AFRICA/NIGERIA - Explosion on the border with Cameroon causes 30 deaths

Tuesday, 7 January 2020 terrorism   persecutions  

Abuja (Agenzia Fides) - An explosion ripped through a crowded market on a bridge on Nigeria’s border with Cameroon on Monday, January 6, killing at least 30 people and injuring many others.
According to the Cameroonian authorities, the explosion was not due to a terrorist attack but to the imprudence of some young people who were trying to sell an unexploded grenade found fortuitously. Officials are investigating the origins of the explosive device, but it is certainly either from the military fighting Boko Haram extremists in the region or from the Islamic extremist group itself.
Among the killings attributed to Boko Haram, which occurred recently in the state of Borno, there is that of a couple who were about to get married, Martha Bulus and her partner.

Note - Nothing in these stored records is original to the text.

//! Settings store access for the keys this service consumes.

use chrono::Utc;
use rust_decimal::Decimal;
use sea_orm::{ActiveModelTrait, ConnectionTrait, EntityTrait, Set};

use super::totals::{check_tax_rate, parse_tax_rate};
use crate::{
    entities::{setting, Setting},
    errors::ServiceError,
};

pub const TAX_RATE_KEY: &str = "tax_rate";

pub async fn get_setting<C: ConnectionTrait>(
    conn: &C,
    key: &str,
) -> Result<Option<String>, ServiceError> {
    Ok(Setting::find_by_id(key.to_string())
        .one(conn)
        .await?
        .map(|setting| setting.value))
}

/// Inserts or overwrites a setting.
pub async fn put_setting<C: ConnectionTrait>(
    conn: &C,
    key: &str,
    value: String,
) -> Result<(), ServiceError> {
    let now = Utc::now();
    match Setting::find_by_id(key.to_string()).one(conn).await? {
        Some(existing) => {
            let mut active: setting::ActiveModel = existing.into();
            active.value = Set(value);
            active.updated_at = Set(now);
            active.update(conn).await?;
        }
        None => {
            setting::ActiveModel {
                key: Set(key.to_string()),
                value: Set(value),
                updated_at: Set(now),
            }
            .insert(conn)
            .await?;
        }
    }
    Ok(())
}

/// Current tax rate percent, defaulting when unset or unreadable.
pub async fn get_tax_rate<C: ConnectionTrait>(conn: &C) -> Result<Decimal, ServiceError> {
    let raw = get_setting(conn, TAX_RATE_KEY).await?;
    Ok(parse_tax_rate(raw.as_deref()))
}

pub async fn set_tax_rate<C: ConnectionTrait>(
    conn: &C,
    rate_percent: Decimal,
) -> Result<(), ServiceError> {
    check_tax_rate(rate_percent)?;
    put_setting(conn, TAX_RATE_KEY, rate_percent.normalize().to_string()).await
}
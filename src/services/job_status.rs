//! Job card state machine and the lock policy derived from it.
//!
//! Status only ever moves one step forward:
//! `OPEN -> IN_PROGRESS -> COMPLETED -> BILLED`. Which fields a caller may
//! edit is a pure function of the current status and the caller's role.

use std::str::FromStr;

use crate::{
    entities::{JobStatus, UserRole},
    errors::ServiceError,
};

impl JobStatus {
    /// The only status this one may move to, `None` once billed.
    pub fn successor(self) -> Option<JobStatus> {
        match self {
            JobStatus::Open => Some(JobStatus::InProgress),
            JobStatus::InProgress => Some(JobStatus::Completed),
            JobStatus::Completed => Some(JobStatus::Billed),
            JobStatus::Billed => None,
        }
    }

    /// Open and in-progress jobs still follow the live tax rate.
    pub fn is_active(self) -> bool {
        matches!(self, JobStatus::Open | JobStatus::InProgress)
    }

    /// Completed and billed jobs are read-only for everyone but admins.
    pub fn is_closed(self) -> bool {
        !self.is_active()
    }
}

/// Parses a requested target status, rejecting unknown names as bad input.
pub fn parse_status(raw: &str) -> Result<JobStatus, ServiceError> {
    JobStatus::from_str(raw.trim())
        .map_err(|_| ServiceError::ValidationError(format!("unknown job status '{}'", raw)))
}

/// Validates a move from `current` to `target` for the acting role.
pub fn transition(
    current: JobStatus,
    target: JobStatus,
    role: UserRole,
) -> Result<JobStatus, ServiceError> {
    if current.is_closed() && !role.is_admin() {
        return Err(ServiceError::ForbiddenTransition(format!(
            "only an admin may move a job out of {}",
            current
        )));
    }

    match current.successor() {
        Some(next) if next == target => Ok(target),
        Some(next) => Err(ServiceError::InvalidTransition(format!(
            "cannot move from {} to {}; next status is {}",
            current, target, next
        ))),
        None => Err(ServiceError::InvalidTransition(format!(
            "{} is terminal; cannot move to {}",
            current, target
        ))),
    }
}

/// Groups of job card fields that lock together.
#[derive(Debug, Clone, Copy, PartialEq, Eq, Hash, strum::Display)]
#[strum(serialize_all = "snake_case")]
pub enum JobField {
    CustomerVehicle,
    LineItems,
    Notes,
    Assignment,
    /// Soft delete and restore.
    Lifecycle,
}

/// What a given role may edit on a job in a given status.
#[derive(Debug, Clone, Copy, PartialEq, Eq)]
pub struct LockPolicy {
    status: JobStatus,
    role: UserRole,
}

impl LockPolicy {
    pub fn for_job(status: JobStatus, role: UserRole) -> Self {
        Self { status, role }
    }

    pub fn status(&self) -> JobStatus {
        self.status
    }

    pub fn is_locked(&self, field: JobField) -> bool {
        if self.role.is_admin() {
            return false;
        }
        match self.status {
            JobStatus::Open => false,
            JobStatus::InProgress => field == JobField::CustomerVehicle,
            JobStatus::Completed | JobStatus::Billed => true,
        }
    }

    pub fn ensure_editable(&self, field: JobField) -> Result<(), ServiceError> {
        if self.is_locked(field) {
            return Err(ServiceError::JobLocked(format!(
                "{} cannot be changed while the job is {}",
                field, self.status
            )));
        }
        Ok(())
    }
}

#[cfg(test)]
mod tests {
    use super::*;
    use assert_matches::assert_matches;
    use rstest::rstest;
    use strum::IntoEnumIterator;

    #[test]
    fn stepwise_forward_path_succeeds() {
        let mut status = JobStatus::Open;
        for expected in [JobStatus::InProgress, JobStatus::Completed, JobStatus::Billed] {
            status = transition(status, expected, UserRole::Admin).unwrap();
            assert_eq!(status, expected);
        }
        assert_eq!(status.successor(), None);
    }

    #[test]
    fn skipping_is_invalid() {
        assert_matches!(
            transition(JobStatus::Open, JobStatus::Billed, UserRole::Staff),
            Err(ServiceError::InvalidTransition(_))
        );
        assert_matches!(
            transition(JobStatus::Open, JobStatus::Completed, UserRole::Admin),
            Err(ServiceError::InvalidTransition(_))
        );
    }

    #[test]
    fn backwards_and_self_moves_are_invalid() {
        assert_matches!(
            transition(JobStatus::InProgress, JobStatus::Open, UserRole::Mechanic),
            Err(ServiceError::InvalidTransition(_))
        );
        assert_matches!(
            transition(JobStatus::Open, JobStatus::Open, UserRole::Mechanic),
            Err(ServiceError::InvalidTransition(_))
        );
        assert_matches!(
            transition(JobStatus::Completed, JobStatus::InProgress, UserRole::Admin),
            Err(ServiceError::InvalidTransition(_))
        );
    }

    #[rstest]
    #[case(UserRole::Mechanic)]
    #[case(UserRole::Staff)]
    #[case(UserRole::Customer)]
    fn non_admins_cannot_leave_closed_states(#[case] role: UserRole) {
        for target in JobStatus::iter() {
            assert_matches!(
                transition(JobStatus::Completed, target, role),
                Err(ServiceError::ForbiddenTransition(_))
            );
            assert_matches!(
                transition(JobStatus::Billed, target, role),
                Err(ServiceError::ForbiddenTransition(_))
            );
        }
    }

    #[test]
    fn admin_bills_completed_job() {
        assert_eq!(
            transition(JobStatus::Completed, JobStatus::Billed, UserRole::Admin).unwrap(),
            JobStatus::Billed
        );
    }

    #[test]
    fn parses_status_names() {
        assert_eq!(parse_status("in_progress").unwrap(), JobStatus::InProgress);
        assert_eq!(parse_status("BILLED").unwrap(), JobStatus::Billed);
        assert_matches!(parse_status("DONE"), Err(ServiceError::ValidationError(_)));
    }

    #[rstest]
    #[case(JobStatus::Open, UserRole::Mechanic, [false, false, false, false, false])]
    #[case(JobStatus::Open, UserRole::Staff, [false, false, false, false, false])]
    #[case(JobStatus::InProgress, UserRole::Mechanic, [true, false, false, false, false])]
    #[case(JobStatus::InProgress, UserRole::Customer, [true, false, false, false, false])]
    #[case(JobStatus::Completed, UserRole::Mechanic, [true, true, true, true, true])]
    #[case(JobStatus::Completed, UserRole::Staff, [true, true, true, true, true])]
    #[case(JobStatus::Billed, UserRole::Mechanic, [true, true, true, true, true])]
    #[case(JobStatus::Billed, UserRole::Customer, [true, true, true, true, true])]
    #[case(JobStatus::InProgress, UserRole::Admin, [false, false, false, false, false])]
    #[case(JobStatus::Completed, UserRole::Admin, [false, false, false, false, false])]
    #[case(JobStatus::Billed, UserRole::Admin, [false, false, false, false, false])]
    fn lock_matrix(#[case] status: JobStatus, #[case] role: UserRole, #[case] locked: [bool; 5]) {
        let policy = LockPolicy::for_job(status, role);
        let fields = [
            JobField::CustomerVehicle,
            JobField::LineItems,
            JobField::Notes,
            JobField::Assignment,
            JobField::Lifecycle,
        ];
        for (field, expected) in fields.into_iter().zip(locked) {
            assert_eq!(policy.is_locked(field), expected, "{status} / {role} / {field}");
        }
    }

    #[test]
    fn locked_field_reports_job_locked() {
        let policy = LockPolicy::for_job(JobStatus::Billed, UserRole::Staff);
        assert_matches!(
            policy.ensure_editable(JobField::Notes),
            Err(ServiceError::JobLocked(msg)) if msg.contains("BILLED")
        );
    }
}
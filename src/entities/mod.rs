//! SeaORM entities backing the garage workflow tables.
pub mod customer;
pub mod job_card;
pub mod job_card_part;
pub mod job_card_service;
pub mod setting;
pub mod user;
pub mod vehicle;

pub use customer::{Entity as Customer, Model as CustomerModel};
pub use job_card::{Entity as JobCard, JobStatus, Model as JobCardModel};
pub use job_card_part::{Entity as JobCardPart, Model as JobCardPartModel};
pub use job_card_service::{Entity as JobCardService, Model as JobCardServiceModel};
pub use setting::{Entity as Setting, Model as SettingModel};
pub use user::{Entity as User, Model as UserModel, UserRole};
pub use vehicle::{Entity as Vehicle, Model as VehicleModel};
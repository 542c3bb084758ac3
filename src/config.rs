use config::{Config, ConfigError, Environment, File};
use serde::Deserialize;
use std::env;
use std::path::Path;
use std::time::Duration;
use thiserror::Error;
use tracing::{error, info};
use validator::{Validate, ValidationError};

/// Default values for configuration
const DEFAULT_LOG_LEVEL: &str = "info";
const DEFAULT_ENV: &str = "development";
const DEFAULT_PORT: u16 = 8080;
const CONFIG_DIR: &str = "config";

/// Application configuration structure with validation
#[derive(Clone, Debug, Deserialize, Validate)]
#[serde(deny_unknown_fields)]
pub struct AppConfig {
    /// Database connection URL
    pub database_url: String,

    /// Server host address
    pub host: String,

    /// Server port (1024-65535)
    #[serde(default = "default_port")]
    #[validate(range(min = 1024))]
    pub port: u16,

    /// Application environment
    pub environment: String,

    /// Logging level
    #[serde(default = "default_log_level")]
    #[validate(custom = "validate_log_level")]
    pub log_level: String,

    /// Log in JSON format (structured logging)
    #[serde(default)]
    pub log_json: bool,

    /// Whether to run database migrations on startup
    #[serde(default)]
    pub auto_migrate: bool,

    /// DB pool: max connections
    #[serde(default = "default_db_max_connections")]
    #[validate(range(min = 1))]
    pub db_max_connections: u32,

    /// DB pool: min connections
    #[serde(default = "default_db_min_connections")]
    pub db_min_connections: u32,

    #[serde(default = "default_db_connect_timeout_secs")]
    pub db_connect_timeout_secs: u64,

    #[serde(default = "default_db_idle_timeout_secs")]
    pub db_idle_timeout_secs: u64,

    #[serde(default = "default_db_acquire_timeout_secs")]
    pub db_acquire_timeout_secs: u64,

    /// HS256 secret used to verify bearer tokens
    #[validate(length(min = 32))]
    pub jwt_secret: String,

    /// Expected `iss` claim; tokens from other issuers are rejected
    #[serde(default = "default_jwt_issuer")]
    pub jwt_issuer: String,

    /// Buffer size of the domain event channel
    #[serde(default = "default_event_channel_capacity")]
    #[validate(range(min = 1))]
    pub event_channel_capacity: usize,
}

impl AppConfig {
    /// Creates a configuration with defaults for everything but the essentials
    pub fn new(database_url: String, jwt_secret: String, environment: String) -> Self {
        Self {
            database_url,
            host: "127.0.0.1".to_string(),
            port: DEFAULT_PORT,
            environment,
            log_level: default_log_level(),
            log_json: false,
            auto_migrate: false,
            db_max_connections: default_db_max_connections(),
            db_min_connections: default_db_min_connections(),
            db_connect_timeout_secs: default_db_connect_timeout_secs(),
            db_idle_timeout_secs: default_db_idle_timeout_secs(),
            db_acquire_timeout_secs: default_db_acquire_timeout_secs(),
            jwt_secret,
            jwt_issuer: default_jwt_issuer(),
            event_channel_capacity: default_event_channel_capacity(),
        }
    }

    pub fn is_production(&self) -> bool {
        self.environment.eq_ignore_ascii_case("production")
    }

    pub fn db_connect_timeout(&self) -> Duration {
        Duration::from_secs(self.db_connect_timeout_secs)
    }

    pub fn db_idle_timeout(&self) -> Duration {
        Duration::from_secs(self.db_idle_timeout_secs)
    }

    pub fn db_acquire_timeout(&self) -> Duration {
        Duration::from_secs(self.db_acquire_timeout_secs)
    }

    pub fn bind_address(&self) -> String {
        format!("{}:{}", self.host, self.port)
    }
}

/// Configuration loading errors
#[derive(Debug, Error)]
pub enum AppConfigError {
    #[error("Configuration loading failed: {0}")]
    Load(#[from] ConfigError),

    #[error("Configuration validation failed: {0}")]
    Validation(#[from] validator::ValidationErrors),
}

/// Default value functions
fn default_log_level() -> String {
    DEFAULT_LOG_LEVEL.to_string()
}

fn default_port() -> u16 {
    DEFAULT_PORT
}

fn default_db_max_connections() -> u32 {
    10
}

fn default_db_min_connections() -> u32 {
    1
}

fn default_db_connect_timeout_secs() -> u64 {
    8
}

fn default_db_idle_timeout_secs() -> u64 {
    300
}

fn default_db_acquire_timeout_secs() -> u64 {
    8
}

fn default_jwt_issuer() -> String {
    "garage-api".to_string()
}

fn default_event_channel_capacity() -> usize {
    1024
}

/// Validates log level values
fn validate_log_level(level: &str) -> Result<(), ValidationError> {
    let valid_levels = ["trace", "debug", "info", "warn", "error"];
    if valid_levels.contains(&level.to_lowercase().as_str()) {
        Ok(())
    } else {
        let mut err = ValidationError::new("log_level");
        err.message = Some("Must be one of: trace, debug, info, warn, error".into());
        Err(err)
    }
}

/// Initializes tracing using the provided log level as the default filter
pub fn init_tracing(level: &str, json: bool) {
    use tracing_subscriber::{fmt, EnvFilter};

    let default_directive = format!("garage_api={},tower_http=debug", level);
    let filter = env::var("RUST_LOG")
        .ok()
        .filter(|s| !s.trim().is_empty())
        .map(EnvFilter::new)
        .unwrap_or_else(|| EnvFilter::new(default_directive));

    if json {
        let _ = fmt().with_env_filter(filter).json().try_init();
    } else {
        let _ = fmt().with_env_filter(filter).try_init();
    }
}

/// Loads application configuration
///
/// Layers configuration sources in this order:
/// 1. Built-in defaults
/// 2. Default config (config/default.toml)
/// 3. Environment-specific config (config/{env}.toml)
/// 4. Environment variables (APP__*)
pub fn load_config() -> Result<AppConfig, AppConfigError> {
    // Support both RUN_ENV and APP_ENV for selecting config profile
    let run_env = env::var("RUN_ENV")
        .or_else(|_| env::var("APP_ENV"))
        .unwrap_or_else(|_| DEFAULT_ENV.to_string());
    info!("Loading configuration for environment: {}", run_env);

    if !Path::new(CONFIG_DIR).exists() {
        info!(
            "Config directory '{}' not found; relying on built-in defaults and environment variables",
            CONFIG_DIR
        );
    }

    load_config_from(Path::new(CONFIG_DIR), &run_env)
}

/// Loads configuration from `dir` for the given profile.
pub fn load_config_from(dir: &Path, run_env: &str) -> Result<AppConfig, AppConfigError> {
    // jwt_secret has no default and must come from a file or APP__JWT_SECRET.
    let config = Config::builder()
        .set_default("database_url", "sqlite://garage.db?mode=rwc")?
        .set_default("host", "0.0.0.0")?
        .set_default("port", i64::from(DEFAULT_PORT))?
        .set_default("environment", run_env)?
        .set_default("log_level", DEFAULT_LOG_LEVEL)?
        .set_default("log_json", false)?
        .add_source(File::from(dir.join("default")).required(false))
        .add_source(File::from(dir.join(run_env)).required(false))
        .add_source(Environment::with_prefix("APP").separator("__"))
        .build()?;

    if config.get_string("jwt_secret").is_err() {
        error!("JWT secret is not configured. Set APP__JWT_SECRET to a random string of at least 32 characters.");
        return Err(AppConfigError::Load(ConfigError::NotFound(
            "jwt_secret is required but not configured. Set APP__JWT_SECRET environment variable."
                .into(),
        )));
    }

    let app_config: AppConfig = config.try_deserialize()?;

    app_config.validate().map_err(|e| {
        error!("Configuration validation failed: {:?}", e);
        AppConfigError::Validation(e)
    })?;

    info!("Configuration loaded successfully");
    Ok(app_config)
}

#[cfg(test)]
mod tests {
    use super::*;
    use std::fs;
    use tempfile::TempDir;

    const SECRET: &str = "garage_test_secret_with_enough_length_42";

    fn write(dir: &TempDir, name: &str, content: &str) {
        fs::write(dir.path().join(name), content).unwrap();
    }

    #[test]
    fn profile_file_overrides_default_file() {
        let dir = TempDir::new().unwrap();
        write(
            &dir,
            "default.toml",
            &format!(
                r#"
                database_url = "postgres://localhost/garage"
                jwt_secret = "{SECRET}"
                port = 8080
                "#
            ),
        );
        write(
            &dir,
            "staging.toml",
            r#"
            port = 9090
            log_level = "debug"
            "#,
        );

        let config = load_config_from(dir.path(), "staging").unwrap();

        assert_eq!(config.database_url, "postgres://localhost/garage");
        assert_eq!(config.port, 9090);
        assert_eq!(config.log_level, "debug");
        assert_eq!(config.environment, "staging");
        assert_eq!(config.event_channel_capacity, 1024);
        assert_eq!(config.jwt_issuer, "garage-api");
    }

    #[test]
    fn missing_secret_is_rejected() {
        let dir = TempDir::new().unwrap();
        write(&dir, "default.toml", r#"port = 8080"#);

        let result = load_config_from(dir.path(), "isolated-no-secret");
        assert!(matches!(result, Err(AppConfigError::Load(_))));
    }

    #[test]
    fn invalid_values_fail_validation() {
        let dir = TempDir::new().unwrap();
        write(
            &dir,
            "default.toml",
            r#"
            jwt_secret = "short"
            port = 80
            log_level = "loud"
            "#,
        );

        match load_config_from(dir.path(), "isolated-invalid") {
            Err(AppConfigError::Validation(errors)) => {
                let fields = errors.field_errors();
                assert!(fields.contains_key("jwt_secret"));
                assert!(fields.contains_key("port"));
                assert!(fields.contains_key("log_level"));
            }
            other => panic!("expected validation failure, got {:?}", other),
        }
    }

    #[test]
    fn unknown_keys_are_rejected() {
        let dir = TempDir::new().unwrap();
        write(
            &dir,
            "default.toml",
            &format!(
                r#"
                jwt_secret = "{SECRET}"
                redis_url = "redis://localhost"
                "#
            ),
        );

        assert!(matches!(
            load_config_from(dir.path(), "isolated-unknown"),
            Err(AppConfigError::Load(_))
        ));
    }

    #[test]
    fn constructor_defaults_validate() {
        let config = AppConfig::new(
            "sqlite::memory:".into(),
            SECRET.into(),
            "production".into(),
        );
        assert!(config.validate().is_ok());
        assert!(config.is_production());
        assert_eq!(config.bind_address(), "127.0.0.1:8080");
    }
}
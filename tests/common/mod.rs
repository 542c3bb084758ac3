#![allow(dead_code)]

use std::sync::Arc;

use axum::{
    body::{to_bytes, Body},
    http::{Method, Request},
    response::Response,
    Router,
};
use chrono::Utc;
use garage_api::{
    auth::{Claims, Principal},
    config::AppConfig,
    db::{self, DbConfig, DbPool},
    entities::{customer, user, vehicle, JobCardModel, JobStatus, UserRole},
    events::{self, EventSender},
    services::{settings, CreateJobInput, JobCardService},
    AppState,
};
use sea_orm::{ActiveModelTrait, Set};
use serde_json::Value;
use tower::ServiceExt;

pub const JWT_SECRET: &str = "garage_test_secret_with_enough_length_42";
pub const JWT_ISSUER: &str = "garage-api";

/// Ids of the rows every test database starts with.
#[derive(Debug, Clone, Copy)]
pub struct Seed {
    pub alice: i64,
    pub bob: i64,
    pub alice_car: i64,
    pub bob_van: i64,
    pub admin: i64,
    pub mechanic: i64,
    pub second_mechanic: i64,
    pub staff: i64,
    pub customer_user: i64,
}

/// Application state over a fresh in-memory SQLite database.
pub struct TestApp {
    pub state: AppState,
    pub db: Arc<DbPool>,
    pub seed: Seed,
    router: Router,
    _event_task: tokio::task::JoinHandle<()>,
}

impl TestApp {
    pub async fn new() -> Self {
        let pool = db::establish_connection_with_config(&DbConfig::in_memory_sqlite())
            .await
            .expect("failed to create test database");
        db::run_migrations(&pool)
            .await
            .expect("failed to run migrations in tests");

        let seed = seed(&pool).await;

        let db_arc = Arc::new(pool);
        let (event_sender, event_rx) = EventSender::channel(256);
        let event_task = tokio::spawn(events::process_events(event_rx));

        let mut cfg = AppConfig::new("sqlite::memory:".into(), JWT_SECRET.into(), "test".into());
        cfg.jwt_issuer = JWT_ISSUER.into();

        let state = AppState::new(db_arc.clone(), cfg, event_sender);
        let router = garage_api::app_router(state.clone());

        Self {
            state,
            db: db_arc,
            seed,
            router,
            _event_task: event_task,
        }
    }

    pub fn service(&self) -> &JobCardService {
        &self.state.job_cards
    }

    pub fn admin(&self) -> Principal {
        Principal::new(self.seed.admin, UserRole::Admin)
    }

    pub fn mechanic(&self) -> Principal {
        Principal::new(self.seed.mechanic, UserRole::Mechanic)
    }

    pub fn staff(&self) -> Principal {
        Principal::new(self.seed.staff, UserRole::Staff)
    }

    /// Stores a raw `tax_rate` value, bypassing validation.
    pub async fn set_raw_tax_rate(&self, value: &str) {
        settings::put_setting(&*self.db, settings::TAX_RATE_KEY, value.to_string())
            .await
            .expect("store tax rate");
    }

    /// Opens a job for Alice's car.
    pub async fn open_job(&self) -> JobCardModel {
        self.service()
            .create_job(CreateJobInput {
                customer_id: self.seed.alice,
                vehicle_id: self.seed.alice_car,
                mechanic_notes: None,
            })
            .await
            .expect("create job")
    }

    /// Opens a job and walks it forward to `status` as admin.
    pub async fn job_in_status(&self, status: JobStatus) -> JobCardModel {
        let mut job = self.open_job().await;
        while job.status != status {
            let next = job.status.successor().expect("status reachable");
            job = self
                .service()
                .change_status(job.id, next, self.admin())
                .await
                .expect("advance status");
        }
        job
    }

    pub fn token_for(&self, user_id: i64, role: UserRole) -> String {
        let claims = Claims {
            sub: user_id.to_string(),
            role: role.to_string(),
            exp: (Utc::now().timestamp() + 3600) as usize,
            iss: JWT_ISSUER.to_string(),
        };
        jsonwebtoken::encode(
            &jsonwebtoken::Header::new(jsonwebtoken::Algorithm::HS256),
            &claims,
            &jsonwebtoken::EncodingKey::from_secret(JWT_SECRET.as_bytes()),
        )
        .expect("encode access token")
    }

    /// Send a request against the router with an optional bearer token.
    pub async fn request(
        &self,
        method: Method,
        uri: &str,
        body: Option<Value>,
        token: Option<&str>,
    ) -> Response {
        let mut builder = Request::builder().method(method).uri(uri);

        if let Some(tok) = token {
            builder = builder.header("authorization", format!("Bearer {}", tok));
        }

        let body = if let Some(json) = body {
            builder = builder.header("content-type", "application/json");
            Body::from(serde_json::to_vec(&json).expect("failed to serialize json request body"))
        } else {
            Body::empty()
        };

        let request = builder.body(body).expect("failed to build request");
        self.router
            .clone()
            .oneshot(request)
            .await
            .expect("router error during test request")
    }
}

pub async fn response_json(response: Response) -> Value {
    let bytes = to_bytes(response.into_body(), usize::MAX)
        .await
        .expect("read response body");
    serde_json::from_slice(&bytes).expect("response body is json")
}

async fn seed(db: &DbPool) -> Seed {
    let now = Utc::now();

    let add_customer = |name: &str| customer::ActiveModel {
        name: Set(name.to_string()),
        phone: Set(None),
        email: Set(None),
        created_at: Set(now),
        ..Default::default()
    };
    let alice = add_customer("Alice").insert(db).await.expect("seed customer");
    let bob = add_customer("Bob").insert(db).await.expect("seed customer");

    let add_vehicle = |customer_id: i64, reg: &str| vehicle::ActiveModel {
        customer_id: Set(customer_id),
        registration_no: Set(reg.to_string()),
        make: Set(Some("Toyota".to_string())),
        model: Set(None),
        created_at: Set(now),
        ..Default::default()
    };
    let alice_car = add_vehicle(alice.id, "KA-01-1234")
        .insert(db)
        .await
        .expect("seed vehicle");
    let bob_van = add_vehicle(bob.id, "KA-02-9876")
        .insert(db)
        .await
        .expect("seed vehicle");

    let add_user = |name: &str, role: UserRole| user::ActiveModel {
        name: Set(name.to_string()),
        email: Set(format!("{}@garage.test", name.to_lowercase())),
        role: Set(role),
        created_at: Set(now),
        ..Default::default()
    };
    let admin = add_user("Asha", UserRole::Admin).insert(db).await.expect("seed user");
    let mechanic = add_user("Manoj", UserRole::Mechanic)
        .insert(db)
        .await
        .expect("seed user");
    let second_mechanic = add_user("Meera", UserRole::Mechanic)
        .insert(db)
        .await
        .expect("seed user");
    let staff = add_user("Sam", UserRole::Staff).insert(db).await.expect("seed user");
    let customer_user = add_user("Chris", UserRole::Customer)
        .insert(db)
        .await
        .expect("seed user");

    Seed {
        alice: alice.id,
        bob: bob.id,
        alice_car: alice_car.id,
        bob_van: bob_van.id,
        admin: admin.id,
        mechanic: mechanic.id,
        second_mechanic: second_mechanic.id,
        staff: staff.id,
        customer_user: customer_user.id,
    }
}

According to Fr. Francis Arinse, Director of the Social Communications of the diocese of Maiduguri, on December 26 the couple together with other people was traveling from Maiduguri to the wedding venue, scheduled for December 31, when they were intercepted by a group of terrorists near Gwoza. The future bride, spouse and their relatives and friends were beheaded on the spot by the men of Boko Haram.
Arinse recalled that there had been a series of kidnappings in the area. Press sources reported that the Islamic State group had released a video on December 26 showing the beheading of 10 Christians. The Islamic State said the beheadings are the response to the killing of its leader Abu Bakr al-Baghadi in Syria in late October.
The Nigerian authorities raised the alert after the killing of Qassem Soleimani, the commander of the Al Qods brigades of the Islamic Revolutionary Guards Corps, in Iraq on 3 January. (L.M.) (Agenzia Fides, 7/1/2020)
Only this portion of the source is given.